- _What the task requires_:
Each line of the entries, from the first to the line containing "is read back.", is to be transcribed exactly as it stands; include no other lines.

[[ Source data, beginning ]]

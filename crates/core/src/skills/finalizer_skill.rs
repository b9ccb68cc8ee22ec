//! # Finalizer Skill
//!
//! Commits the change. The agent gets the working-tree status up front, and
//! when it reports a commit without a sha the HEAD commit is read back.

use super::SkillContext;
use crate::agent::AgentOutput;
use crate::error::StageError;
use crate::models::AgentTool;
use crate::state::{CommitRecord, PipelineState};
use crate::swarm::continuation::render_change_lines;
use crate::swarm::pipeline::Stage;
use crate::tools::git;
use schemars::JsonSchema;
use serde::{Deserialize, Serialize};

pub const MAX_TURNS: u32 = 10;

/// Output from the finalize stages
#[derive(Debug, Clone, Serialize, Deserialize, JsonSchema)]
pub struct FinalizeOutput {
    pub committed: bool,
    pub commit_message: String,
    #[serde(default)]
    pub commit_sha: Option<String>,
}

impl AgentOutput for FinalizeOutput {
    fn validate(&self) -> Result<(), String> {
        if self.committed && self.commit_message.trim().is_empty() {
            return Err("committed without a commit message".to_string());
        }
        Ok(())
    }
}

pub(crate) async fn build_prompt(state: &PipelineState) -> String {
    let mut prompt = format!("## Task\n\n{}\n\n## Changes\n\n", state.prompt.trim());
    if state.changes.is_empty() {
        prompt.push_str("No file changes were recorded.\n");
    } else {
        prompt.push_str(&render_change_lines(&state.changes));
        prompt.push('\n');
    }

    prompt.push_str("\n## Git status\n\n");
    match git::working_tree_status(&state.workspace).await {
        Ok(status) => prompt.push_str(&status.render()),
        Err(e) => {
            tracing::warn!(task_id = %state.task_id, "Git status unavailable: {}", e);
            prompt.push_str(&format!("Unavailable: {}\n", e));
        }
    }
    prompt
}

/// Shared by Finalizing and FastFinish
pub(crate) async fn finalize(
    state: &mut PipelineState,
    ctx: &SkillContext<'_>,
    stage: Stage,
    max_turns: u32,
) -> Result<FinalizeOutput, StageError> {
    let prompt = build_prompt(state).await;
    let request = ctx.request(state, stage, prompt, AgentTool::VCS, max_turns);
    let invocation = ctx.invoke::<FinalizeOutput>(request).await?;
    state.sessions.set(stage, invocation.session_id);

    let output = invocation.parsed;
    let sha = match (&output.commit_sha, output.committed) {
        (Some(sha), _) => Some(sha.clone()),
        (None, true) => match git::head_commit(&state.workspace).await {
            Ok(head) => head,
            Err(e) => {
                tracing::warn!(task_id = %state.task_id, "Could not read HEAD: {}", e);
                None
            }
        },
        (None, false) => None,
    };

    tracing::info!(
        task_id = %state.task_id,
        committed = output.committed,
        sha = sha.as_deref().unwrap_or("-"),
        "Finalized"
    );

    state.commit = Some(CommitRecord {
        committed: output.committed,
        message: output.commit_message.clone(),
        sha,
    });
    Ok(output)
}

pub struct FinalizerSkill;

impl FinalizerSkill {
    pub async fn run(
        state: &mut PipelineState,
        ctx: &SkillContext<'_>,
    ) -> Result<FinalizeOutput, StageError> {
        finalize(state, ctx, Stage::Finalizing, MAX_TURNS).await
    }
}

#[cfg(test)]
mod tests {
    use super::*;

    #[test]
    fn test_commit_needs_message() {
        let output = FinalizeOutput {
            committed: true,
            commit_message: " ".to_string(),
            commit_sha: None,
        };
        assert!(output.validate().is_err());

        let nothing = FinalizeOutput {
            committed: false,
            commit_message: String::new(),
            commit_sha: None,
        };
        assert!(nothing.validate().is_ok());
    }

    #[test]
    fn test_sha_is_optional_in_shape() {
        let output: FinalizeOutput =
            serde_json::from_str(r#"{"committed": true, "commit_message": "Add greet"}"#).unwrap();
        assert!(output.commit_sha.is_none());
    }
}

[[ Source data, end ]]

- _Completed task_:
filename crates/core/src/skills/finalizer_skill.rs
repository b9ccb68cc8ee22ec
//! # Finalizer Skill
//!
//! Commits the change. The agent gets the working-tree status up front, and
//! when it reports a commit without a sha the HEAD commit is read back.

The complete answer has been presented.